*** Data to use

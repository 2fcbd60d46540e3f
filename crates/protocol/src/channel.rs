//! Bidirectional message channel between host and view
//!
//! Each side owns a [`Channel`] for outbound traffic and the receiving half of
//! a [`Link`] for inbound frames. Outbound messages are held in an ordered
//! queue until the peer signals readiness; the `init`/`open` handshake is the
//! only traffic that bypasses the queue.

use serde::Serialize;
use std::collections::VecDeque;
use thiserror::Error;
use tokio::sync::mpsc;
use tracing::{debug, trace};

use crate::envelope::{Envelope, ProtocolError};
use crate::messages::{CommandName, Side};
use crate::ready::{Readiness, ReadySignal};

#[derive(Debug, Error)]
pub enum ChannelError {
    #[error(transparent)]
    Protocol(#[from] ProtocolError),
    #[error("peer link closed")]
    Closed,
    #[error("{name} cannot be sent from the {side}")]
    WrongDirection { name: String, side: Side },
}

/// One end of a frame pipe
#[derive(Debug)]
pub struct Link {
    pub tx: mpsc::UnboundedSender<Vec<u8>>,
    pub rx: mpsc::UnboundedReceiver<Vec<u8>>,
}

/// Two connected ends: `(host, view)`
pub fn link_pair() -> (Link, Link) {
    let (host_tx, view_rx) = mpsc::unbounded_channel();
    let (view_tx, host_rx) = mpsc::unbounded_channel();
    (
        Link {
            tx: host_tx,
            rx: host_rx,
        },
        Link {
            tx: view_tx,
            rx: view_rx,
        },
    )
}

/// Outbound half of one side of the conversation
#[derive(Debug)]
pub struct Channel {
    side: Side,
    tx: mpsc::UnboundedSender<Vec<u8>>,
    pending: VecDeque<(CommandName, Vec<u8>)>,
    peer: Readiness,
}

impl Channel {
    pub fn new(side: Side, tx: mpsc::UnboundedSender<Vec<u8>>) -> Self {
        Self {
            side,
            tx,
            pending: VecDeque::new(),
            peer: Readiness::new(),
        }
    }

    pub const fn side(&self) -> Side {
        self.side
    }

    /// Send a typed payload under `name`
    pub fn emit<P: Serialize + ?Sized>(&mut self, name: CommandName, payload: &P) -> Result<(), ChannelError> {
        self.emit_envelope(Envelope::new(name, payload)?)
    }

    pub fn emit_envelope(&mut self, envelope: Envelope) -> Result<(), ChannelError> {
        let frame = envelope.encode()?;
        self.send_frame(envelope.name, frame)
    }

    /// Deliver an encoded frame, or queue it if the peer is not ready
    pub fn send_frame(&mut self, name: CommandName, frame: Vec<u8>) -> Result<(), ChannelError> {
        if let Some(sender) = name.sender() {
            if sender != self.side {
                return Err(ChannelError::WrongDirection {
                    name: name.to_string(),
                    side: self.side,
                });
            }
        }

        if name.is_handshake() || self.peer.is_ready() {
            trace!(side = %self.side, command = %name, "send");
            self.tx.send(frame).map_err(|_| ChannelError::Closed)
        } else {
            trace!(side = %self.side, command = %name, queued = self.pending.len() + 1, "buffer");
            self.pending.push_back((name, frame));
            Ok(())
        }
    }

    /// Record that the peer can accept traffic and flush the queue in order
    ///
    /// Returns the number of frames flushed. Calling this again is harmless.
    pub fn mark_peer_ready(&mut self) -> Result<usize, ChannelError> {
        if self.peer.mark() {
            debug!(side = %self.side, pending = self.pending.len(), "peer ready");
        }

        let mut flushed = 0;
        while let Some((name, frame)) = self.pending.pop_front() {
            if self.tx.send(frame).is_err() {
                // Drop the rest; the peer is gone
                self.pending.clear();
                return Err(ChannelError::Closed);
            }
            trace!(side = %self.side, command = %name, "flush");
            flushed += 1;
        }
        Ok(flushed)
    }

    pub fn peer_ready(&self) -> bool {
        self.peer.is_ready()
    }

    pub fn readiness(&self) -> ReadySignal {
        self.peer.signal()
    }

    pub fn pending_count(&self) -> usize {
        self.pending.len()
    }

    pub fn is_closed(&self) -> bool {
        self.tx.is_closed()
    }
}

******

◆ Work to be completed ◆
Copy every line of the material above in which the string "UnboundedSender" can be found.

◆ Output below ◆
    pub tx: mpsc::UnboundedSender<Vec<u8>>,
    tx: mpsc::UnboundedSender<Vec<u8>>,
    pub fn new(side: Side, tx: mpsc::UnboundedSender<Vec<u8>>) -> Self {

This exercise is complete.